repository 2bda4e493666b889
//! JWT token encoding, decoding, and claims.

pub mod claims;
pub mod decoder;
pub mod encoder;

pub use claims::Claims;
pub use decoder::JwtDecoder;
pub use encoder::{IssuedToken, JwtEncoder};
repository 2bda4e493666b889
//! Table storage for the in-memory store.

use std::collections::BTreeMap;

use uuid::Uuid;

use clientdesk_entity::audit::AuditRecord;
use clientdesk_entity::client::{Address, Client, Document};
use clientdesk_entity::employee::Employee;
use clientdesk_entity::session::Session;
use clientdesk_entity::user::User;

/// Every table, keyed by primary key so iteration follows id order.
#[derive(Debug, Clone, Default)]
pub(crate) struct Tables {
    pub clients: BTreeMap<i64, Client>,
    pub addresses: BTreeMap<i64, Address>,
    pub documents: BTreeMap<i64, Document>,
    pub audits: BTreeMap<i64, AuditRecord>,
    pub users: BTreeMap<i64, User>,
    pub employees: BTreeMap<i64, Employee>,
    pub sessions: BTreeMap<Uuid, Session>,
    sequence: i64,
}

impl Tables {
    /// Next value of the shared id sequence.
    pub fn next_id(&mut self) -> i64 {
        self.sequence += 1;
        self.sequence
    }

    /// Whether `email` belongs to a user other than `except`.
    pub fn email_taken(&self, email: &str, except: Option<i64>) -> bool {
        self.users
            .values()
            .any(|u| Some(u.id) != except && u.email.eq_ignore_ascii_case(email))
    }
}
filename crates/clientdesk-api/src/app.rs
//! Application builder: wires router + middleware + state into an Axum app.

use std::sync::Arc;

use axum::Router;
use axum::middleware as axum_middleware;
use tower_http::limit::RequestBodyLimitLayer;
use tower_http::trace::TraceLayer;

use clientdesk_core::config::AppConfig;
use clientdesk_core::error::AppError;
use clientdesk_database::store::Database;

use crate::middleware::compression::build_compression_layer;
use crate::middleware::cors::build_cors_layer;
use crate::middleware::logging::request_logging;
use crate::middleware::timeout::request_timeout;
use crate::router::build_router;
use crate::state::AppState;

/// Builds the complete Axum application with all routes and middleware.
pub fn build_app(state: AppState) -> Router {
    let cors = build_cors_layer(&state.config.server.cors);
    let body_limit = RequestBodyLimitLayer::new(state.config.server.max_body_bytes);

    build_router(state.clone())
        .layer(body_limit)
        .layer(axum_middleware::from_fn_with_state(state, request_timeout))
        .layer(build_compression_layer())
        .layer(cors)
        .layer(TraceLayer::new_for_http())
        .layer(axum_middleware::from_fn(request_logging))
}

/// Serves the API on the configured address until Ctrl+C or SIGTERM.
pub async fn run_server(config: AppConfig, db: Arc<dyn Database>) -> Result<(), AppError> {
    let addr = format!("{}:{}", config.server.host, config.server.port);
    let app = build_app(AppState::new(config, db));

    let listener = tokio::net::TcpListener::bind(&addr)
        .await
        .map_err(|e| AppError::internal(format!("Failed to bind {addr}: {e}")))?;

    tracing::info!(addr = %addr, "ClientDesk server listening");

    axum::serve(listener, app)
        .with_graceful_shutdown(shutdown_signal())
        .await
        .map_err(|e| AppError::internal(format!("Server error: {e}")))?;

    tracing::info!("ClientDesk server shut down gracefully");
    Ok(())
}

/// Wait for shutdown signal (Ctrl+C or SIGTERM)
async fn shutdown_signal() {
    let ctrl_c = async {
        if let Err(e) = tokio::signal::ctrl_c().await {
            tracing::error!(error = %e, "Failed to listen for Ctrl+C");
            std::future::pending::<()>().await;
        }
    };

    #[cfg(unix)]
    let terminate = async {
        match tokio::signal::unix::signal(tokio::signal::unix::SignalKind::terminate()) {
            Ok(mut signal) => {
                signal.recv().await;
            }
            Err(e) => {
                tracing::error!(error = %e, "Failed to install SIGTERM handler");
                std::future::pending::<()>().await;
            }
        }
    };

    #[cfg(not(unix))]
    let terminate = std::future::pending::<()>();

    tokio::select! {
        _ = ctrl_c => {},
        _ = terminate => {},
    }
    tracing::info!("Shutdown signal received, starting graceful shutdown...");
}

...

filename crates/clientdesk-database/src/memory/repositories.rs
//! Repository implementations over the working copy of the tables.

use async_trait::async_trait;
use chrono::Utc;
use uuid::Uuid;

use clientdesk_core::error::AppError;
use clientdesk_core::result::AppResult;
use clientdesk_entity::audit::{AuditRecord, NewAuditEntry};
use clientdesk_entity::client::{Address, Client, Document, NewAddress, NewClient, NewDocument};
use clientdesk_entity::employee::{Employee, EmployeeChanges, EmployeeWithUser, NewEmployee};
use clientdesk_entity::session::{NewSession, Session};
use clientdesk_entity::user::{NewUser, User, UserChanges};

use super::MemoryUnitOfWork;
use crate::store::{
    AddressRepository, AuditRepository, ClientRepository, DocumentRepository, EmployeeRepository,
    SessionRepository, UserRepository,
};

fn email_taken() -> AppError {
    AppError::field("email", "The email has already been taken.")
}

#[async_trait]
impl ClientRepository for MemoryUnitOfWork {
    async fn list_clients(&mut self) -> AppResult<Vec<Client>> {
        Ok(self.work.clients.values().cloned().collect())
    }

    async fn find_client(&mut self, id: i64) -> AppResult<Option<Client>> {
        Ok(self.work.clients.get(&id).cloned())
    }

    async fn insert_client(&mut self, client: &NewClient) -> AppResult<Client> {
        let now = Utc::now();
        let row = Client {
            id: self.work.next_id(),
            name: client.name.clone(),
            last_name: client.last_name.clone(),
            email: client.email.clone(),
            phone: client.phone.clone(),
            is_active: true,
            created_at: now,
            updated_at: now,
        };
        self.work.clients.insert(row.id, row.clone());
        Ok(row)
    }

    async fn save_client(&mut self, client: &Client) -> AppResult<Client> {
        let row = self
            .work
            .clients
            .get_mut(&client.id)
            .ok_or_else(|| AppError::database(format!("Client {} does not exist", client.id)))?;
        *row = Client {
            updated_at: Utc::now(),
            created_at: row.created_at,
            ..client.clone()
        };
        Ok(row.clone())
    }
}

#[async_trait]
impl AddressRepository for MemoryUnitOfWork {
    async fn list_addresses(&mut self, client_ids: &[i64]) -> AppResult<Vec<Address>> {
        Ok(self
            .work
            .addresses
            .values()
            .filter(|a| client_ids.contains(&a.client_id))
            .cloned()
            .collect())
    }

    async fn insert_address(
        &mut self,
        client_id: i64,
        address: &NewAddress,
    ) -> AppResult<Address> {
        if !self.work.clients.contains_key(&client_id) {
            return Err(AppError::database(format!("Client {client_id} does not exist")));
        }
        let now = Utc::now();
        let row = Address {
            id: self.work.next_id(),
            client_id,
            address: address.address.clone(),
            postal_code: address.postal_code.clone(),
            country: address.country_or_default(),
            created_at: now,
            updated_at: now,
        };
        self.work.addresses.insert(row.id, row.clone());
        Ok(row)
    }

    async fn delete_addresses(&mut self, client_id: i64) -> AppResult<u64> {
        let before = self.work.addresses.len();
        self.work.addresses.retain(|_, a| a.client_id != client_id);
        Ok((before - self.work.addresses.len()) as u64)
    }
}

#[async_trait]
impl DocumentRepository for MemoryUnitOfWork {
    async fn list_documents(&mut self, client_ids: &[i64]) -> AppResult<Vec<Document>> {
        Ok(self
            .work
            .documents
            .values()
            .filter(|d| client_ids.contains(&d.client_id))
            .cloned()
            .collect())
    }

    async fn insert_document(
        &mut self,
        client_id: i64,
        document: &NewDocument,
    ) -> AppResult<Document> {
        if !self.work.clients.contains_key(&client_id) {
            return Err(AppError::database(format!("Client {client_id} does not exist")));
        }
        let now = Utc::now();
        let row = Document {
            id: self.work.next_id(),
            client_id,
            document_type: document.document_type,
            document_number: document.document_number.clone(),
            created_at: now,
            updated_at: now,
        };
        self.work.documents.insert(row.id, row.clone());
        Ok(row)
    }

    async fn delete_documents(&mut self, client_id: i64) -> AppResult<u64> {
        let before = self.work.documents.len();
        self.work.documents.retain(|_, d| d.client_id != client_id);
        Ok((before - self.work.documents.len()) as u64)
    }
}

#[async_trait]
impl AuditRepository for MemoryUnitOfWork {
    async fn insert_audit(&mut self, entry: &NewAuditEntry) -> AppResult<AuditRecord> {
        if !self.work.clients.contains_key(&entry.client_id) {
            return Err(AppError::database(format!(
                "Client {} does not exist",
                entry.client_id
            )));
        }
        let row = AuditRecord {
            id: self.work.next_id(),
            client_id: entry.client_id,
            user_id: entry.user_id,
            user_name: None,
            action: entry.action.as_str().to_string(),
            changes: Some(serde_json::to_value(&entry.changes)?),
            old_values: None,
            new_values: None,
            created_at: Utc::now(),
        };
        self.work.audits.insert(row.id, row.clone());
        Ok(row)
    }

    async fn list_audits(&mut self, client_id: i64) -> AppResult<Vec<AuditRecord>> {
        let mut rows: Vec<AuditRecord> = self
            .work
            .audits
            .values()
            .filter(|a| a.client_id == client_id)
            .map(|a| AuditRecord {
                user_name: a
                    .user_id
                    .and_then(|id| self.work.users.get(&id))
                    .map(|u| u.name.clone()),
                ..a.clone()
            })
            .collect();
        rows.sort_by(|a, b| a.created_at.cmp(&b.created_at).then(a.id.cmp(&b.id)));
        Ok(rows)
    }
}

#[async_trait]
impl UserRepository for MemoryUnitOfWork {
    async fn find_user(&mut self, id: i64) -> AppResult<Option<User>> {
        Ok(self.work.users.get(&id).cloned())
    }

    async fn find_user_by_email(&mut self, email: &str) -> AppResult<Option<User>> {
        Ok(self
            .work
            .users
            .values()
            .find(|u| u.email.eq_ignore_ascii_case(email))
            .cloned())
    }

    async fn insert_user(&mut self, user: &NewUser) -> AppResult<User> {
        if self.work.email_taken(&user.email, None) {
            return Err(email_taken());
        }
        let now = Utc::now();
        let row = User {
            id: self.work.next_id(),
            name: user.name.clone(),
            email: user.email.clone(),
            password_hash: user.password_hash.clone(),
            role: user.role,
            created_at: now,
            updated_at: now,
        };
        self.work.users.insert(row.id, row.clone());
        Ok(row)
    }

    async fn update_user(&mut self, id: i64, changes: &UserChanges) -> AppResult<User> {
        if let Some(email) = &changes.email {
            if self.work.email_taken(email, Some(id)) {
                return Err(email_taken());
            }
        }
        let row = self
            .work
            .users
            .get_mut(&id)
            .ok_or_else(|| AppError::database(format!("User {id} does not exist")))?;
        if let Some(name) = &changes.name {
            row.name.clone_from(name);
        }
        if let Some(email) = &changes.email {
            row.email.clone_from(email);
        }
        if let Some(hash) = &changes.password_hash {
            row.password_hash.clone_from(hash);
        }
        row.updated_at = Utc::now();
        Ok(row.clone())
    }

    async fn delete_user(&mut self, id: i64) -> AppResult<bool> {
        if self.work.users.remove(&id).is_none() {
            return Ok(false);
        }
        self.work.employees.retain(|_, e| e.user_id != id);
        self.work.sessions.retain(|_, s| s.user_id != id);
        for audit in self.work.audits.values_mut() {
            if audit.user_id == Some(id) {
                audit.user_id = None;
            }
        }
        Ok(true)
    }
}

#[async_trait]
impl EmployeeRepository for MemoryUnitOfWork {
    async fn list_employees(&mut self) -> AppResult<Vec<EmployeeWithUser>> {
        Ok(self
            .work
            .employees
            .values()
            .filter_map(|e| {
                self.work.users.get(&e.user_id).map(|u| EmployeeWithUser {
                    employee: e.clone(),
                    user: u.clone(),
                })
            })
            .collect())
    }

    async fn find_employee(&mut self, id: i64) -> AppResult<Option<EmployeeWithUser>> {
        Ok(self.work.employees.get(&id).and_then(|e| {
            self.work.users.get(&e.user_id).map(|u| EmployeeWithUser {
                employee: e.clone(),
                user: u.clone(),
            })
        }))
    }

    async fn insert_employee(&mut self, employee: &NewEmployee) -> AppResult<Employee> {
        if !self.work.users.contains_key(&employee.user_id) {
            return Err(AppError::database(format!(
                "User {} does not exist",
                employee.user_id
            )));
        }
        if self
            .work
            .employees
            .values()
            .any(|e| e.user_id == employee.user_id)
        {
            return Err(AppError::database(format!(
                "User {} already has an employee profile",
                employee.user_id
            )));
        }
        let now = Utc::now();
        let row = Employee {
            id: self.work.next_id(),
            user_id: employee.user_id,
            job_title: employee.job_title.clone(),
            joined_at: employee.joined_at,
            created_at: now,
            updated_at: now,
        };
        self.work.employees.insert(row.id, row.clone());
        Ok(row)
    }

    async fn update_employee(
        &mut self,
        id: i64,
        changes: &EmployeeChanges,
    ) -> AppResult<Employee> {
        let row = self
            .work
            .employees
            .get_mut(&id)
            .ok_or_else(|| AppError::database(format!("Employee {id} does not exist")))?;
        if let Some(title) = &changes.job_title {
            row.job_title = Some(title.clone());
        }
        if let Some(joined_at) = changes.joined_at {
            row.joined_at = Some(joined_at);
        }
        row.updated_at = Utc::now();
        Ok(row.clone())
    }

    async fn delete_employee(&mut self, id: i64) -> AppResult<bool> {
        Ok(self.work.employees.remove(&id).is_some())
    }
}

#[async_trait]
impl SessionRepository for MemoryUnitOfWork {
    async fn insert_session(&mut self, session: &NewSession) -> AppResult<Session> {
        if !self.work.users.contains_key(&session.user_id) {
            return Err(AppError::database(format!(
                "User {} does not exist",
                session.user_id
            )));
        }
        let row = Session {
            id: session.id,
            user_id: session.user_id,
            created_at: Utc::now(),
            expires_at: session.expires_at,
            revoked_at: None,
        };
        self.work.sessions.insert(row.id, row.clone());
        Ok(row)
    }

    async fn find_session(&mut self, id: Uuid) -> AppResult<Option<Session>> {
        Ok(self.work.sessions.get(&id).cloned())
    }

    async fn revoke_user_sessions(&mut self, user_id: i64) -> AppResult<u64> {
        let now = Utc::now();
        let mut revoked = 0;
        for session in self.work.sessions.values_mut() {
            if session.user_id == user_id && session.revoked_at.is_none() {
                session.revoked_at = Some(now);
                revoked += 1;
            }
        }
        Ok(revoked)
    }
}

What you have to do: Scan the lines above for the word "NewUser". Return each one that has it.

Output for this exercise:
use clientdesk_entity::user::{NewUser, User, UserChanges};
    async fn insert_user(&mut self, user: &NewUser) -> AppResult<User> {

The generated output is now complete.